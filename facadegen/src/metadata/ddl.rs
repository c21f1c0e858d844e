//! DDL-file metadata provider using sqlparser-rs

use std::path::Path;

use sqlparser::ast::{
    ColumnDef, ColumnOption, CreateTable, DataType, EnumMember, Expr, ForeignKeyConstraint, Ident,
    IndexColumn, IndexConstraint, ObjectName, PrimaryKeyConstraint, Statement, TableConstraint,
    UniqueConstraint,
};
use sqlparser::dialect::MySqlDialect;
use sqlparser::parser::Parser;
use tracing::debug;

use super::model::*;
use super::{MetadataProvider, TableIdentifier};
use crate::error::{CodegenError, Result};

/// Metadata provider backed by a file of `CREATE TABLE` statements
///
/// Tables named `schema.table` belong to `schema`; unqualified tables belong
/// to the configured default schema.
#[derive(Debug, Clone)]
pub struct DdlMetadataProvider {
    tables: Vec<TableMetadata>,
}

impl DdlMetadataProvider {
    /// Parse DDL text
    pub fn from_sql(sql: &str, default_schema: &str) -> Result<Self> {
        let tables = parse_schema(sql, default_schema)?;
        debug!("Parsed {} tables from DDL", tables.len());
        Ok(Self { tables })
    }

    /// Read and parse a DDL file
    pub fn from_file(path: &Path, default_schema: &str) -> Result<Self> {
        let sql = std::fs::read_to_string(path).map_err(|e| {
            CodegenError::MetadataError(format!("cannot read {}: {}", path.display(), e))
        })?;
        Self::from_sql(&sql, default_schema)
    }
}

impl MetadataProvider for DdlMetadataProvider {
    fn tables_of(&self, schema: &str) -> Result<Vec<String>> {
        Ok(self
            .tables
            .iter()
            .filter(|t| t.schema == schema)
            .map(|t| t.name.clone())
            .collect())
    }

    fn describe(&self, table: &TableIdentifier) -> Result<TableMetadata> {
        self.tables
            .iter()
            .find(|t| t.schema == table.schema() && t.name == table.table())
            .cloned()
            .ok_or_else(|| CodegenError::MetadataError(format!("table {} not found", table)))
    }
}

/// Parse every `CREATE TABLE` statement; other statements are ignored
pub fn parse_schema(sql: &str, default_schema: &str) -> Result<Vec<TableMetadata>> {
    let statements = Parser::parse_sql(&MySqlDialect {}, sql)?;
    Ok(statements
        .iter()
        .filter_map(|stmt| match stmt {
            Statement::CreateTable(create) => Some(table_metadata(create, default_schema)),
            _ => None,
        })
        .collect())
}

fn table_metadata(create: &CreateTable, default_schema: &str) -> TableMetadata {
    let (schema, name) = split_object_name(&create.name);
    let mut table = TableMetadata::new(schema.unwrap_or_else(|| default_schema.to_string()), name);

    for def in &create.columns {
        table.columns.push(column_metadata(def));
        for option in &def.options {
            match &option.option {
                ColumnOption::PrimaryKey(_) => table.primary_key = vec![def.name.value.clone()],
                ColumnOption::Unique(_) => table.indexes.push(IndexMetadata {
                    name: format!("{}_unique", def.name.value),
                    columns: vec![def.name.value.clone()],
                    unique: true,
                }),
                _ => {}
            }
        }
    }

    for constraint in &create.constraints {
        match constraint {
            TableConstraint::PrimaryKey(PrimaryKeyConstraint { columns, .. }) => {
                table.primary_key = index_columns(columns);
            }
            TableConstraint::Unique(UniqueConstraint { name, columns, .. }) => {
                table.indexes.push(index(name.as_ref(), columns, true));
            }
            TableConstraint::Index(IndexConstraint { name, columns, .. }) => {
                table.indexes.push(index(name.as_ref(), columns, false));
            }
            TableConstraint::ForeignKey(ForeignKeyConstraint {
                columns,
                foreign_table,
                referred_columns,
                ..
            }) => {
                let (_, target_table) = split_object_name(foreign_table);
                for (column, target) in columns.iter().zip(referred_columns) {
                    table.foreign_keys.push(ForeignKeyMetadata {
                        column: column.value.clone(),
                        target_table: target_table.clone(),
                        target_column: target.value.clone(),
                    });
                }
            }
            _ => {}
        }
    }

    // key columns are never null, whatever the column options say
    for key in table.primary_key.clone() {
        if let Some(column) = table.column_mut(&key) {
            column.nullable = false;
        }
    }
    table
}

fn column_metadata(def: &ColumnDef) -> ColumnMetadata {
    let mut column = ColumnMetadata::new(def.name.value.clone(), classify(&def.data_type), true);
    for option in &def.options {
        match &option.option {
            ColumnOption::NotNull | ColumnOption::PrimaryKey(_) => column.nullable = false,
            ColumnOption::Null => column.nullable = true,
            ColumnOption::Comment(text) => column.comment = Some(text.clone()),
            _ => {}
        }
    }
    column
}

/// Group a parsed column type by the Rust type it maps to
fn classify(data_type: &DataType) -> SqlType {
    use DataType as D;

    let int = |bits, unsigned| SqlType::Integer { bits, unsigned };
    match data_type {
        D::Bool | D::Boolean | D::TinyInt(Some(1)) | D::Bit(Some(1)) => SqlType::Bool,
        D::TinyInt(_) => int(8, false),
        D::TinyIntUnsigned(_) => int(8, true),
        D::SmallInt(_) => int(16, false),
        D::SmallIntUnsigned(_) => int(16, true),
        D::MediumInt(_) | D::Int(_) | D::Integer(_) => int(32, false),
        D::MediumIntUnsigned(_) | D::IntUnsigned(_) | D::IntegerUnsigned(_) => int(32, true),
        D::BigInt(_) => int(64, false),
        D::BigIntUnsigned(_) => int(64, true),
        D::Float(_) | D::FloatUnsigned(_) => SqlType::Float { bits: 32 },
        D::Double(_) | D::DoubleUnsigned(_) | D::DoublePrecision | D::Real => {
            SqlType::Float { bits: 64 }
        }
        D::Decimal(_) | D::DecimalUnsigned(_) | D::Numeric(_) | D::Dec(_) => SqlType::Decimal,
        D::Char(_)
        | D::Character(_)
        | D::Varchar(_)
        | D::CharacterVarying(_)
        | D::Nvarchar(_)
        | D::Text
        | D::TinyText
        | D::MediumText
        | D::LongText
        | D::Set(_) => SqlType::Text,
        D::Binary(_)
        | D::Varbinary(_)
        | D::Blob(_)
        | D::TinyBlob
        | D::MediumBlob
        | D::LongBlob
        | D::Bit(_) => SqlType::Binary,
        D::Date => SqlType::Date,
        D::Datetime(_) | D::Timestamp(..) => SqlType::DateTime,
        D::Time(..) => SqlType::Time,
        D::JSON => SqlType::Json,
        D::Enum(members, _) => SqlType::Enum(
            members
                .iter()
                .map(|member| match member {
                    EnumMember::Name(value) | EnumMember::NamedValue(value, _) => value.clone(),
                })
                .collect(),
        ),
        other => SqlType::Other(other.to_string()),
    }
}

fn index(name: Option<&Ident>, columns: &[IndexColumn], unique: bool) -> IndexMetadata {
    let columns = index_columns(columns);
    let name = match name {
        Some(ident) => ident.value.clone(),
        None if unique => format!("{}_unique", columns.first().map(String::as_str).unwrap_or("key")),
        None => format!("idx_{}", columns.first().map(String::as_str).unwrap_or("key")),
    };
    IndexMetadata {
        name,
        columns,
        unique,
    }
}

fn index_columns(columns: &[IndexColumn]) -> Vec<String> {
    columns
        .iter()
        .map(|column| match &column.column.expr {
            Expr::Identifier(ident) => ident.value.clone(),
            other => other.to_string(),
        })
        .collect()
}

/// `(schema, table)` from the last two parts of a possibly qualified name
fn split_object_name(name: &ObjectName) -> (Option<String>, String) {
    let mut parts = name
        .0
        .iter()
        .rev()
        .map(|part| part.as_ident().map(|ident| ident.value.clone()));
    let table = parts.next().flatten().unwrap_or_default();
    let schema = parts.next().flatten();
    (schema, table)
}
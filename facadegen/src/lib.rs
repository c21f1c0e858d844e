//! facadegen: Generate one table facade source file per database table
//!
//! This crate provides both a CLI tool and a library. It reads table metadata
//! through a pluggable [`metadata::MetadataProvider`] (the built-in provider
//! parses SQL DDL with `sqlparser-rs`) and writes one facade per table under
//! `<output>/<package path>/<schema>/<table>.rs`, containing:
//!
//! - Column name constants and a serde-compatible row struct
//! - A facade type carrying the schema, table, column and primary key names
//!
//! Existing facades that are already up to date are skipped, so repeated runs
//! against an unchanged schema write nothing.
//!
//! # Library Usage
//!
//! ```rust,ignore
//! fn main() {
//!     facadegen::GenerateBuilder::new("db.facades", &["sales"])
//!         .output_dir("src/generated")
//!         .url("file:schema.sql")
//!         .generate()
//!         .expect("Failed to generate facades");
//! }
//! ```
//!
//! Include the generated code through a module tree mirroring the package
//! path:
//!
//! ```rust,ignore
//! mod generated {
//!     pub mod db {
//!         pub mod facades {
//!             pub mod sales {
//!                 pub mod orders;
//!             }
//!         }
//!     }
//! }
//! ```
//!
//! # CLI Usage
//!
//! ```bash
//! facadegen -s sales,hr -p db.facades -o src/generated -u file:schema.sql -v
//! facadegen -s sales -p db.facades -r            # regenerate existing facades only
//! facadegen -s sales -p db.facades sales.orders  # explicit tables
//! ```

pub mod codegen;
pub mod command;
pub mod config;
pub mod error;
pub mod metadata;

use std::path::Path;

pub use codegen::RunResult;
pub use command::Command;
pub use config::GeneratorConfig;
pub use error::{CodegenError, Result};
pub use metadata::TableIdentifier;

/// Main entry point for code generation
pub fn generate(config: GeneratorConfig) -> Result<RunResult> {
    Command::new(config).execute()
}

/// Builder pattern for easy configuration in build.rs
pub struct GenerateBuilder {
    config: GeneratorConfig,
}

impl GenerateBuilder {
    /// Create a new builder for the given package and schemas
    pub fn new(package_name: &str, schema_names: &[&str]) -> Self {
        Self {
            config: GeneratorConfig::new(package_name, schema_names),
        }
    }

    /// Set the output root directory
    pub fn output_dir(mut self, dir: impl AsRef<Path>) -> Self {
        self.config.output_dir = dir.as_ref().to_path_buf();
        self
    }

    /// Generate only these `schema.table` tokens
    pub fn tables(mut self, tables: &[&str]) -> Self {
        self.config.tables = tables.iter().map(|t| t.to_string()).collect();
        self
    }

    /// Regenerate existing facades only
    pub fn regenerate(mut self) -> Self {
        self.config.regenerate = true;
        self
    }

    /// Set the source encoding (default UTF-8)
    pub fn encoding(mut self, encoding: &str) -> Self {
        self.config.encoding = encoding.to_string();
        self
    }

    /// Set the metadata source url, e.g. `file:schema.sql` for the DDL provider
    pub fn url(mut self, url: &str) -> Self {
        self.config.connection.url = Some(url.to_string());
        self
    }

    /// Set a backend option
    pub fn option(mut self, key: &str, value: &str) -> Self {
        self.config.options.insert(key.to_string(), value.to_string());
        self
    }

    /// Log progress for every table
    pub fn verbose(mut self) -> Self {
        self.config.verbose = true;
        self
    }

    /// Enable dry run mode (preview without writing files)
    pub fn dry_run(mut self) -> Self {
        self.config.dry_run = true;
        self
    }

    /// The configuration built so far
    pub fn config(&self) -> &GeneratorConfig {
        &self.config
    }

    /// Generate the code
    pub fn generate(self) -> Result<RunResult> {
        generate(self.config)
    }
}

▶ [Exercise description]:
Return each line of the material above that holds the string "push".

▶ [Exercise output]:
        table.columns.push(column_metadata(def));
                ColumnOption::Unique(_) => table.indexes.push(IndexMetadata {
                table.indexes.push(index(name.as_ref(), columns, true));
                table.indexes.push(index(name.as_ref(), columns, false));
                    table.foreign_keys.push(ForeignKeyMetadata {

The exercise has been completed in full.